- The International Air Transport Association is in the final stages of developing a digital COVID-19 vaccine passport for travelers.
- Most airlines have yet to announce if they’ll require passengers to show proof of getting the vaccine.
- Travelers should expect to continue wearing masks and social distancing on flights, even after getting immunized.
After almost coming to a halt during the pandemic, travel is set to make a major comeback in 2021; once the COVID-19 vaccine is widely distributed.
Governments and airlines can start asking travelers to get vaccinated; prove it with a new form of digital documentation called the vaccination passport.
Here’s what we know so far about the next vaccine passport; plus expert information on what to expect on a trip next year.
New travel document
The International Air Transport Association (IATA), an airline trade association that represents 290 airlines around the world; announced on November 23 that it was in the final stages of developing a digital vaccine passport for travelers.
Dubbed the IATA Travel Pass; the digital health document will provide a way for travelers to obtain certification of things like their vaccination status; COVID-19 test results from medical facilities and share that information with airlines and border authorities.
Travelers would carry their COVID-19 certified health information through a new contactless app from IATA.
Alan Joyce, chief executive of Australian airline Qantas; told reporters he believes getting a COVID-19 vaccine (and likely proving they’ve been vaccinated) would be a necessity before taking a flight.

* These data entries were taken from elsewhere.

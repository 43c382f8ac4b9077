//! API Handlers
use crate::error::ApiError;
use crate::state::AppState;
use crate::submit::{self, SubmissionContext, SubmitOutcome, SubmitRequest};
use axum::{
    extract::{rejection::JsonRejection, Path, State},
    http::{header, StatusCode},
    response::IntoResponse,
    Json,
};
use escape_core::ProgressKey;
use serde_json::{json, Value};

fn progress_key(room_id: String, team_id: String) -> ProgressKey {
    ProgressKey::new(team_id, room_id)
}

pub async fn submit_answer(
    State(state): State<AppState>,
    Path((room_id, team_id)): Path<(String, String)>,
    payload: Result<Json<SubmitRequest>, JsonRejection>,
) -> Result<(StatusCode, Json<Value>), ApiError> {
    let Json(payload) = payload?;
    let ctx = SubmissionContext::new(
        progress_key(room_id, team_id),
        payload.user_id.clone(),
        submit::requested_stage(payload.stage_index),
    );
    let outcome = submit::submit_answer(&state, &ctx, &payload.answer)?;

    let stage = ctx.stage_index;
    let id = ctx.submission_id;
    let response = match outcome {
        SubmitOutcome::Incorrect => (
            StatusCode::OK,
            json!({ "submissionId": id, "stageIndex": stage, "correct": false, "advanced": false }),
        ),
        SubmitOutcome::AlreadySolved { current_stage_index } => (
            StatusCode::OK,
            json!({
                "submissionId": id,
                "stageIndex": stage,
                "correct": true,
                "advanced": false,
                "alreadySolved": true,
                "currentStageIndex": current_stage_index
            }),
        ),
        SubmitOutcome::GateBlocked { summary } => (
            StatusCode::CONFLICT,
            json!({
                "submissionId": id,
                "stageIndex": stage,
                "correct": true,
                "advanced": false,
                "message": summary.message(),
                "contributions": summary
            }),
        ),
        SubmitOutcome::Advanced { outcome, summary } => (
            StatusCode::OK,
            json!({
                "submissionId": id,
                "stageIndex": stage,
                "correct": true,
                "advanced": true,
                "nextStageIndex": outcome.next_stage_index,
                "isComplete": outcome.is_complete,
                "solvedStages": outcome.solved_stages,
                "contributions": summary
            }),
        ),
    };

    Ok((response.0, Json(response.1)))
}

pub async fn get_progress(
    State(state): State<AppState>,
    Path((room_id, team_id)): Path<(String, String)>,
) -> Result<Json<Value>, ApiError> {
    let room = state
        .catalog
        .room(&room_id)
        .ok_or_else(|| ApiError::RoomNotFound(room_id.clone()))?;
    if state.catalog.team(&team_id).is_none() {
        return Err(ApiError::TeamNotFound(team_id));
    }

    let key = progress_key(room_id, team_id);
    let progress = submit::load_progress(&state, &key)?;
    let total_stages = room.stage_count();
    let is_complete = progress.is_complete(total_stages);

    Ok(Json(json!({
        "progress": progress,
        "totalStages": total_stages,
        "isComplete": is_complete
    })))
}

pub async fn get_contributions(
    State(state): State<AppState>,
    Path((room_id, team_id, stage_index)): Path<(String, String, u32)>,
) -> Result<Json<Value>, ApiError> {
    let key = progress_key(room_id, team_id);
    let (summary, satisfied) = submit::contribution_status(&state, &key, stage_index)?;
    Ok(Json(json!({
        "satisfied": satisfied,
        "message": summary.message(),
        "contributions": summary
    })))
}

pub async fn reset_progress(
    State(state): State<AppState>,
    Path((room_id, team_id)): Path<(String, String)>,
) -> Result<Json<Value>, ApiError> {
    if state.catalog.room(&room_id).is_none() {
        return Err(ApiError::RoomNotFound(room_id));
    }
    if state.catalog.team(&team_id).is_none() {
        return Err(ApiError::TeamNotFound(team_id));
    }
    let key = progress_key(room_id, team_id);
    let removed = state.store.remove(&key)?;
    tracing::info!(%key, removed, "progress reset");
    Ok(Json(json!({ "removed": removed })))
}

pub async fn metrics(State(state): State<AppState>) -> impl IntoResponse {
    match state.metrics.encode() {
        Ok(body) => (
            StatusCode::OK,
            [(header::CONTENT_TYPE, "text/plain; version=0.0.4")],
            body,
        ),
        Err(err) => {
            tracing::error!(error = %err, "failed to encode metrics");
            (
                StatusCode::INTERNAL_SERVER_ERROR,
                [(header::CONTENT_TYPE, "text/plain")],
                String::new(),
            )
        }
    }
}

pub async fn health() -> (StatusCode, Json<Value>) {
    (
        StatusCode::OK,
        Json(json!({ "status": "ok", "version": env!("CARGO_PKG_VERSION") })),
    )
}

Other airlines are still silent on possible requirements for their flights, but experts say travelers should expect to show proof of immunization once the vaccine becomes available to most people in the United States. United, probably next spring.
“Airlines do not want to be accused of being vectors of the virus among passengers on board,” said Dr Robert Quigley, senior vice president and global medical director of International SOS, a health services company and security, and MedAire, which provides training, medical equipment and other services for flight crew and passengers.
“It’s about protecting yourself against the transmission of the disease and not getting it into areas that are not infected,” he added.
So far, experts like Quigley believe that the vaccine passport will apply mainly to international travel, rather than domestic travel, but travelers should keep an eye on airline announcements over the next few months to find out. ensure they have the correct documentation for upcoming flights.
Travelers should also keep abreast of vaccination requirements and other measures destinations may implement for foreign visitors next year.
Proof of vaccination in the past
While the proposed vaccination passport has made headlines in recent weeks, showing proof of vaccination at certain borders is nothing new.
The vaccine against yellow fever is sometimes necessary for travelers to or from countries where there is a risk of contracting the disease, such as Uganda and Brazil.
Travelers usually show proof of their yellow fever vaccination at borders using the World Health Organization’s “International Certificate of Vaccination or Prophylaxis”, a yellow booklet filled out by a doctor.
“The yellow booklet for yellow fever vaccination is sort of an outdated solution; from an era when everything was written on paper;” said Dr. Martin Krsak, infectious disease specialist at UCHealth Infectious Disease / Travel clinic ( TEAM) of the University. of the Colorado Medical Campus Anschutz.
New to the upcoming vaccination passport is the digitization of health information; which would provide an easier way for border officials and airlines to control the growing number of travelers; who will likely soon have to show proof of vaccination in many more. places. the world.
Precautions during travel
Just because you get the COVID-19 vaccine doesn’t mean you won’t have to follow; other precautions that have become common when traveling during the pandemic.
“There will be continued efforts by airlines; airports, and the travel industry as a whole to focus on hygienic best practices,” said Quigley. “That’s a good thing, it’s long overdue, and I think it will persist perhaps even forever.”
Travelers should expect to continue wearing masks and social distancing on their journeys over the next year, said Krsak.
They may be exempt from other requirements, such as quarantining at the destination, once they have proof of vaccination, though.
“Essentially the major improvement offered by the vaccination passport would be freer mobility,” he said. “Some particularly strict lockdowns would no longer apply to the carriers of such passports.”
For now; travelers should continue to monitor what’s going on in the industry in regard to the vaccine passports and other requirements.
“It’s still very fluid and we don’t know what’s going to happen with regard to these passports,” said Quigley. “They’re strongly encouraged in the industry; that initial notice by the IATA is the first indication that something is going to change in the industry.”